[PROMPT] Please state how many lines in the records contain the string "Atomic", with no words besides the number.
[DATA PROVIDED]
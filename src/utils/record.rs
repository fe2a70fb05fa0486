use crate::{Cell, Config, Generation, LifeError, Result};
use serde::{Deserialize, Serialize};

/// Persisted form of a [`Generation`].
///
/// `field` holds the live cells as `row:column` pairs joined by `;`.
#[derive(Clone, Debug, PartialEq, Eq, Serialize)]
#[serde(rename_all = "PascalCase")]
pub struct Record {
    pub version: u32,
    pub generation: u64,
    pub field: String,
}

/// Record as read from json, before the presence of every key is checked.
#[derive(Deserialize)]
#[serde(rename_all = "PascalCase")]
struct RawRecord {
    version: Option<u32>,
    generation: Option<u64>,
    field: Option<String>,
}

impl Record {
    pub fn to_json(&self) -> Result<String> {
        Ok(serde_json::to_string(self)?)
    }

    pub fn from_json(data: &str) -> Result<Self> {
        let raw: RawRecord = serde_json::from_str(data)?;
        Ok(Self {
            version: raw.version.ok_or(LifeError::MissingInput("Version"))?,
            generation: raw.generation.ok_or(LifeError::MissingInput("Generation"))?,
            field: raw.field.ok_or(LifeError::MissingInput("Field"))?,
        })
    }
}

fn parse_pair(pair: &str) -> Result<Cell> {
    let invalid = || LifeError::Record(pair.to_string());
    let (row, column) = pair.split_once(':').ok_or_else(invalid)?;
    let row = row.trim().parse().map_err(|_| invalid())?;
    let column = column.trim().parse().map_err(|_| invalid())?;
    Ok(Cell::new(row, column))
}

impl Generation {
    pub fn to_record(&self) -> Record {
        let field = self
            .sorted_cells()
            .into_iter()
            .map(|cell| format!("{}:{}", cell.row(), cell.column()))
            .collect::<Vec<_>>()
            .join(";");
        Record {
            version: Config::RECORD_VERSION,
            generation: self.generation(),
            field,
        }
    }

    /// Restores the live cells and the generation counter of a record.
    pub fn from_record(record: &Record) -> Result<Self> {
        if record.version != Config::RECORD_VERSION {
            return Err(LifeError::UnsupportedVersion(record.version));
        }
        let mut result = if record.field.trim().is_empty() {
            Generation::new()
        } else {
            record
                .field
                .split(';')
                .map(parse_pair)
                .collect::<Result<Generation>>()?
        };
        result.set_generation(record.generation);
        Ok(result)
    }
}
// Copyright (c) 2024-present, fjall-rs
// This source code is licensed under both the Apache 2.0 and MIT License
// (found in the LICENSE-* files in the repository)

//! Create-time configuration.
//!
//! `create` accepts an optional spec value. A string names a user module,
//! whose `adjust_settings` hook overrides defaults and may register
//! function names. A map may carry a `Package` entry (a name into the
//! packaged-settings table below) plus individual option overrides; unknown
//! entries are ignored so callers can share one spec across LDT kinds.

use crate::{
    descriptor::set_map::{KeyType, SetMap, StoreMode, StoreType},
    functions::ModuleRegistry,
    value::Value,
};

/// Applies a create-time spec to a fresh set map, then sanity-checks the
/// result.
pub(crate) fn apply(
    map: &mut SetMap,
    spec: Option<&Value>,
    registry: Option<&dyn ModuleRegistry>,
) -> crate::Result<()> {
    match spec {
        None => {}

        Some(Value::String(module)) => {
            map.user_module = Some(module.clone());

            registry
                .and_then(|r| r.module(module))
                .ok_or_else(|| crate::Error::UserModuleNotFound(module.clone()))?
                .adjust_settings(map);
        }

        Some(Value::Map(entries)) => {
            if let Some(package) = entries.get("Package") {
                let name = package
                    .as_str()
                    .ok_or_else(|| {
                        crate::Error::InputParam("package name must be a string".into())
                    })?;

                packaged(name).ok_or_else(|| {
                    crate::Error::InputParam(format!("unknown settings package {name:?}"))
                })?(map);
            }

            for (option, value) in entries {
                apply_option(map, option, value)?;
            }
        }

        Some(other) => {
            return Err(crate::Error::InputParam(format!(
                "settings spec must be a module name or a map, got {}",
                other.kind(),
            )));
        }
    }

    check(map)
}

/// The packaged-settings table: named presets over the set map.
fn packaged(name: &str) -> Option<fn(&mut SetMap)> {
    match name {
        "StandardList" => Some(|_| {}),

        "TestModeNumber" => Some(|map| {
            map.modulo = 13;
            map.threshold = 4;
            map.key_type = Some(KeyType::Atomic);
        }),

        "TestModeList" => Some(|map| {
            map.modulo = 13;
            map.threshold = 4;
        }),

        "TestModeObject" => Some(|map| {
            map.modulo = 13;
            map.threshold = 4;
            map.key_type = Some(KeyType::Complex);
        }),

        "ListMediumObject" => Some(|map| {
            map.threshold = 10;
            map.ldr_entry_count_max = 100;
        }),

        _ => None,
    }
}

fn apply_option(map: &mut SetMap, option: &str, value: &Value) -> crate::Result<()> {
    match option {
        "Modulo" => {
            map.modulo = value
                .as_integer()
                .and_then(|x| u32::try_from(x).ok())
                .filter(|x| *x > 0)
                .ok_or_else(|| bad_option(option, value))?;
        }

        "Threshold" => {
            map.threshold = value
                .as_integer()
                .and_then(|x| u64::try_from(x).ok())
                .filter(|x| *x > 0)
                .ok_or_else(|| bad_option(option, value))?;
        }

        "HashCellMaxList" => {
            map.hash_cell_max_list = value
                .as_integer()
                .and_then(|x| usize::try_from(x).ok())
                .filter(|x| *x > 0)
                .ok_or_else(|| bad_option(option, value))?;
        }

        "SetTypeStore" => {
            map.store_type = match value.as_str() {
                Some("ST_RECORD") => StoreType::Record,
                Some("ST_SUBRECORD") => StoreType::SubRecord,
                _ => return Err(bad_option(option, value)),
            };
        }

        "KeyType" => {
            map.key_type = match value.as_str() {
                Some("KT_ATOMIC") => Some(KeyType::Atomic),
                Some("KT_COMPLEX") => Some(KeyType::Complex),
                _ => return Err(bad_option(option, value)),
            };
        }

        "StoreLimit" => {
            map.store_limit = value
                .as_integer()
                .and_then(|x| u64::try_from(x).ok())
                .ok_or_else(|| bad_option(option, value))?;
        }

        "UserModule" => {
            map.user_module = Some(named(option, value)?);
        }

        "KeyFunction" => {
            map.key_function = Some(named(option, value)?);
        }

        "Transform" => {
            map.transform = Some(named(option, value)?);
        }

        "UnTransform" => {
            map.untransform = Some(named(option, value)?);
        }

        // Unknown entries (including "Package", handled above) are ignored.
        _ => {}
    }

    Ok(())
}

fn named(option: &str, value: &Value) -> crate::Result<String> {
    value
        .as_str()
        .map(Into::into)
        .ok_or_else(|| bad_option(option, value))
}

fn bad_option(option: &str, value: &Value) -> crate::Error {
    crate::Error::InputParam(format!("bad value for option {option}: {value}"))
}

fn check(map: &SetMap) -> crate::Result<()> {
    if map.store_mode == StoreMode::Binary {
        return Err(crate::Error::InputParam(
            "binary store mode is not implemented".into(),
        ));
    }

    Ok(())
}

#[cfg(test)]
mod tests {
    use super::*;
    use crate::descriptor::set_map::StoreState;
    use std::collections::BTreeMap;
    use test_log::test;

    #[test]
    fn defaults_pass() -> crate::Result<()> {
        let mut map = SetMap::default();
        apply(&mut map, None, None)?;

        assert_eq!(StoreState::Compact, map.store_state);
        assert_eq!(128, map.modulo);
        Ok(())
    }

    #[test]
    fn options_override_defaults() -> crate::Result<()> {
        let mut spec = BTreeMap::new();
        spec.insert("Modulo".into(), Value::from(7));
        spec.insert("Threshold".into(), Value::from(3));
        spec.insert("SetTypeStore".into(), Value::from("ST_RECORD"));
        spec.insert("SomethingElse".into(), Value::from("ignored"));

        let mut map = SetMap::default();
        apply(&mut map, Some(&Value::Map(spec)), None)?;

        assert_eq!(7, map.modulo);
        assert_eq!(3, map.threshold);
        assert_eq!(StoreType::Record, map.store_type);
        Ok(())
    }

    #[test]
    fn package_applies_presets() -> crate::Result<()> {
        let mut spec = BTreeMap::new();
        spec.insert("Package".into(), Value::from("TestModeObject"));

        let mut map = SetMap::default();
        apply(&mut map, Some(&Value::Map(spec)), None)?;

        assert_eq!(13, map.modulo);
        assert_eq!(4, map.threshold);
        assert_eq!(Some(KeyType::Complex), map.key_type);
        Ok(())
    }

    #[test]
    fn unknown_package_is_refused() {
        let mut spec = BTreeMap::new();
        spec.insert("Package".into(), Value::from("NoSuchPackage"));

        let mut map = SetMap::default();

        assert!(matches!(
            apply(&mut map, Some(&Value::Map(spec)), None),
            Err(crate::Error::InputParam(_)),
        ));
    }

    #[test]
    fn bad_option_value_is_refused() {
        let mut spec = BTreeMap::new();
        spec.insert("Modulo".into(), Value::from("many"));

        let mut map = SetMap::default();

        assert!(matches!(
            apply(&mut map, Some(&Value::Map(spec)), None),
            Err(crate::Error::InputParam(_)),
        ));
    }

    #[test]
    fn missing_module_is_refused() {
        let mut map = SetMap::default();

        assert!(matches!(
            apply(&mut map, Some(&Value::from("nope")), None),
            Err(crate::Error::UserModuleNotFound(_)),
        ));
    }
}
[/DATA PROVIDED]
[EXERCISE OUTPUT] 2